### [Work instructions]
Bring together every line in the data that includes "ImplementOptions".

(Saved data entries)
- - - - -

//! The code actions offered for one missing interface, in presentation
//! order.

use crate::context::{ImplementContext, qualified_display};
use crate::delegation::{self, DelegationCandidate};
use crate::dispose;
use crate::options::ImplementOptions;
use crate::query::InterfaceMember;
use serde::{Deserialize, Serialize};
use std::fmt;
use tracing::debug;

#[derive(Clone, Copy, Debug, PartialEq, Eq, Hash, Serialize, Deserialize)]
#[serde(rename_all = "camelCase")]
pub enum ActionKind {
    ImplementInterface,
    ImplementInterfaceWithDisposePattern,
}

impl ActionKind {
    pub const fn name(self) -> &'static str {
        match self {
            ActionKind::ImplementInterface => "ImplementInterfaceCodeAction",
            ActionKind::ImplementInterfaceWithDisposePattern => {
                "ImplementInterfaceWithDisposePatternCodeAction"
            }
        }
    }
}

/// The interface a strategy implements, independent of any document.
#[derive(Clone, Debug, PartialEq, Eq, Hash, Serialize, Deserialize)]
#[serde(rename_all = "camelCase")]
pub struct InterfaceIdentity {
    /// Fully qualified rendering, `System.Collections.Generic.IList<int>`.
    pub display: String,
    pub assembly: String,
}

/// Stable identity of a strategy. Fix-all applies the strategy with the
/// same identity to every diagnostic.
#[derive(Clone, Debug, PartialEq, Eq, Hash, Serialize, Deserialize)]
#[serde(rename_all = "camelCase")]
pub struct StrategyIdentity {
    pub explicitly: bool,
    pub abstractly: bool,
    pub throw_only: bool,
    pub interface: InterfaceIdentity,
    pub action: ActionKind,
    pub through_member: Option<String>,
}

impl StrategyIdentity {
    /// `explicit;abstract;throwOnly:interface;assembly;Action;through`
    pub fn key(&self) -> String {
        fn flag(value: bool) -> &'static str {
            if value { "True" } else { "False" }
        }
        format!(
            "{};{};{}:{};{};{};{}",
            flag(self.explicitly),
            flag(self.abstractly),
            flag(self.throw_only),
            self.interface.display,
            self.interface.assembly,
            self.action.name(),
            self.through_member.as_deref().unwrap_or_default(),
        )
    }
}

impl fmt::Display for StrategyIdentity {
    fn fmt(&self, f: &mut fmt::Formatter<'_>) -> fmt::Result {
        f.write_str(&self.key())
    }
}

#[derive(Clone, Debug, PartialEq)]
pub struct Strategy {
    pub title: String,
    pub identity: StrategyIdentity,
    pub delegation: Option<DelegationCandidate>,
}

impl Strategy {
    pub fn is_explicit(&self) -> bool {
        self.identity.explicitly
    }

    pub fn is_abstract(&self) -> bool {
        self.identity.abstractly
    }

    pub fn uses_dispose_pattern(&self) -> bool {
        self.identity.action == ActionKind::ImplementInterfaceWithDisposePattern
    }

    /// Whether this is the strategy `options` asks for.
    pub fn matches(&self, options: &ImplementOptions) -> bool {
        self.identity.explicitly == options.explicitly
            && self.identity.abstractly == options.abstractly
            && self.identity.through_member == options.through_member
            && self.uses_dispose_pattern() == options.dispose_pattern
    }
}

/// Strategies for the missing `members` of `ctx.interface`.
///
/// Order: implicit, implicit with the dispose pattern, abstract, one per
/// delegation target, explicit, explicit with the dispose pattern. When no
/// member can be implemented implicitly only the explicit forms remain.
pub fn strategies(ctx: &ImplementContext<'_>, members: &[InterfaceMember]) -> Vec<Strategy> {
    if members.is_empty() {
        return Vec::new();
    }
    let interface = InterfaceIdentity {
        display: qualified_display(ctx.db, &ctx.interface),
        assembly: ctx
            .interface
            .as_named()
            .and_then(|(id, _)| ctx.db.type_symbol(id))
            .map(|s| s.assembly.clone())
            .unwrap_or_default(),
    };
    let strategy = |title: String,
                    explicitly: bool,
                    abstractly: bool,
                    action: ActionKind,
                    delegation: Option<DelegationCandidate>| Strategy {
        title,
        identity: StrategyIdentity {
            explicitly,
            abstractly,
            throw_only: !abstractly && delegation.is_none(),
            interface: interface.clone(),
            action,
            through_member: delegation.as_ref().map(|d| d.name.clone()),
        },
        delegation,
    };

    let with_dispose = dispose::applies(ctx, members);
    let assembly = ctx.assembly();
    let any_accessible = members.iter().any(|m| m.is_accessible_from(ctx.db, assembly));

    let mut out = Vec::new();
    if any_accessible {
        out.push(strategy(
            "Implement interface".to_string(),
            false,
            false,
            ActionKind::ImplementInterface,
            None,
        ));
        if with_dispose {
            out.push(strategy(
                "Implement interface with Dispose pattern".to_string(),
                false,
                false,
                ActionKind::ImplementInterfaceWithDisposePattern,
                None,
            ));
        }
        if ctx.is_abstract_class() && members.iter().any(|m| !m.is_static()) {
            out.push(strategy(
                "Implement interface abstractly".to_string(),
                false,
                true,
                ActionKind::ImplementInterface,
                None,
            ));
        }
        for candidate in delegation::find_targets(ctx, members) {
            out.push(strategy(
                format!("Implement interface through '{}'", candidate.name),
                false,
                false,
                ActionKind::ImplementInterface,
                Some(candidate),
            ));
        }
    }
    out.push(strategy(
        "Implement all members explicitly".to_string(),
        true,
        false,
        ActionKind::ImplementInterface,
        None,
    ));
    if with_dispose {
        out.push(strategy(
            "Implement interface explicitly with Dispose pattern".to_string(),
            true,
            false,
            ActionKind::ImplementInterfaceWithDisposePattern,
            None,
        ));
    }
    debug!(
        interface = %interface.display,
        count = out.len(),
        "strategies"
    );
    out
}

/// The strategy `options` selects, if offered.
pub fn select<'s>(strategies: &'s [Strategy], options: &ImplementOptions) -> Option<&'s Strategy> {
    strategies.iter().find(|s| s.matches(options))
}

- - - - -

### [The answer]
use crate::options::ImplementOptions;
    pub fn matches(&self, options: &ImplementOptions) -> bool {
pub fn select<'s>(strategies: &'s [Strategy], options: &ImplementOptions) -> Option<&'s Strategy> {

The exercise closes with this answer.